*PROBLEM TO SOLVE*
Could you report every line from the entries that includes the word "Result"?

*INFORMATION SHOWN*
____________________
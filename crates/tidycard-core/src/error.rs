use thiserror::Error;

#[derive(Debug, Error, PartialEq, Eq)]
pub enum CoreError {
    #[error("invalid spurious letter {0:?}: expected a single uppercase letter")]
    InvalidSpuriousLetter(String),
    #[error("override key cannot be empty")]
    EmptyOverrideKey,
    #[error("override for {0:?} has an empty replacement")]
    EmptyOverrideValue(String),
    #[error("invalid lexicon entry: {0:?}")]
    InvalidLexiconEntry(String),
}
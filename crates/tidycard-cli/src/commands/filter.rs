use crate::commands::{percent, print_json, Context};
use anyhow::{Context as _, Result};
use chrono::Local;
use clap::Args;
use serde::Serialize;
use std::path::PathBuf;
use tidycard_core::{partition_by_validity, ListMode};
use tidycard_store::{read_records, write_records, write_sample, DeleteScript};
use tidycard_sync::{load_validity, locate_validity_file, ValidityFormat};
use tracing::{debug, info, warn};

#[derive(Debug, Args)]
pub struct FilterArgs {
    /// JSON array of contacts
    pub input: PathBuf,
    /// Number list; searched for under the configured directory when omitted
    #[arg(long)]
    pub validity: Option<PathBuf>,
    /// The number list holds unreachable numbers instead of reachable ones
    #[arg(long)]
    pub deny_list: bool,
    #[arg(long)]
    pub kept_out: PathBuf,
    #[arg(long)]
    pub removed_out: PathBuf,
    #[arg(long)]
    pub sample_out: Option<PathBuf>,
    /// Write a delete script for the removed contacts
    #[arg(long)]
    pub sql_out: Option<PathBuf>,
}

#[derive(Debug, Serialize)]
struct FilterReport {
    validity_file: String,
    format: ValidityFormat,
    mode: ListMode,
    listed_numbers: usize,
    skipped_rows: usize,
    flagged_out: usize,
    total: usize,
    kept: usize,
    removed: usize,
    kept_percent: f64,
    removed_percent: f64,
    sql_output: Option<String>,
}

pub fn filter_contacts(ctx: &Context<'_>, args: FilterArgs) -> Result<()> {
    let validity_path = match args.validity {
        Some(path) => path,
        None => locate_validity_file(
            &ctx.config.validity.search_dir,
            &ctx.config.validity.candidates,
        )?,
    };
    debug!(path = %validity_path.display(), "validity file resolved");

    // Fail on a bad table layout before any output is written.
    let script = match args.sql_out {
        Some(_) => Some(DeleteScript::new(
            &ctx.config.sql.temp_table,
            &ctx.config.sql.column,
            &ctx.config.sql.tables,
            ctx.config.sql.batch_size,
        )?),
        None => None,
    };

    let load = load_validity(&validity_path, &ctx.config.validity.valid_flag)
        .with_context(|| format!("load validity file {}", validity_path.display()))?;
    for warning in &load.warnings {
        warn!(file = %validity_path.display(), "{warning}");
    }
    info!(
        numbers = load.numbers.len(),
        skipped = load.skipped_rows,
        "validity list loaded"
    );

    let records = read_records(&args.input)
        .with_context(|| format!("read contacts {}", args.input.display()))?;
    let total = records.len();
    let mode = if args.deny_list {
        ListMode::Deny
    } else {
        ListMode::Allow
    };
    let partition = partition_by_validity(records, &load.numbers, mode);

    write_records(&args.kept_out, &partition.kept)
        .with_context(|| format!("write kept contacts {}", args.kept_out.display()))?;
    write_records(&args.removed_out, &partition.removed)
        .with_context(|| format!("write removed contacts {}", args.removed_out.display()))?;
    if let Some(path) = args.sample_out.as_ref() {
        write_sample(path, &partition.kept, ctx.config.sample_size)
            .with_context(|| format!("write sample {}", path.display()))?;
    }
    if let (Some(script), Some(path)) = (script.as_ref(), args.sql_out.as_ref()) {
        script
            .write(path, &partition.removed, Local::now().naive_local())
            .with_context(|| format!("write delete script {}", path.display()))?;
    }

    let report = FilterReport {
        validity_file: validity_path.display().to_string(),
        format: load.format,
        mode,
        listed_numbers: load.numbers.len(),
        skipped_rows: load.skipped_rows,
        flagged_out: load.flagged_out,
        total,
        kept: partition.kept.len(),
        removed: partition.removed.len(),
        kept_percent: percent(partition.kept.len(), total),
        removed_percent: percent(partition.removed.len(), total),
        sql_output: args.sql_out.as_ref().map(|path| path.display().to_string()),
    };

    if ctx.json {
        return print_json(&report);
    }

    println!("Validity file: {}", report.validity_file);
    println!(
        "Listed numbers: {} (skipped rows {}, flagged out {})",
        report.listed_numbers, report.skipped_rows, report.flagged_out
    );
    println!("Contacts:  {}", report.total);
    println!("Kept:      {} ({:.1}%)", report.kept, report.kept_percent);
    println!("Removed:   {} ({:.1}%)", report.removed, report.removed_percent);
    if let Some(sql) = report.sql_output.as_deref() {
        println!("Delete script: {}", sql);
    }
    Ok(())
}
____________________
*WRITTEN RESPONSE*
use anyhow::{Context as _, Result};
pub fn filter_contacts(ctx: &Context<'_>, args: FilterArgs) -> Result<()> {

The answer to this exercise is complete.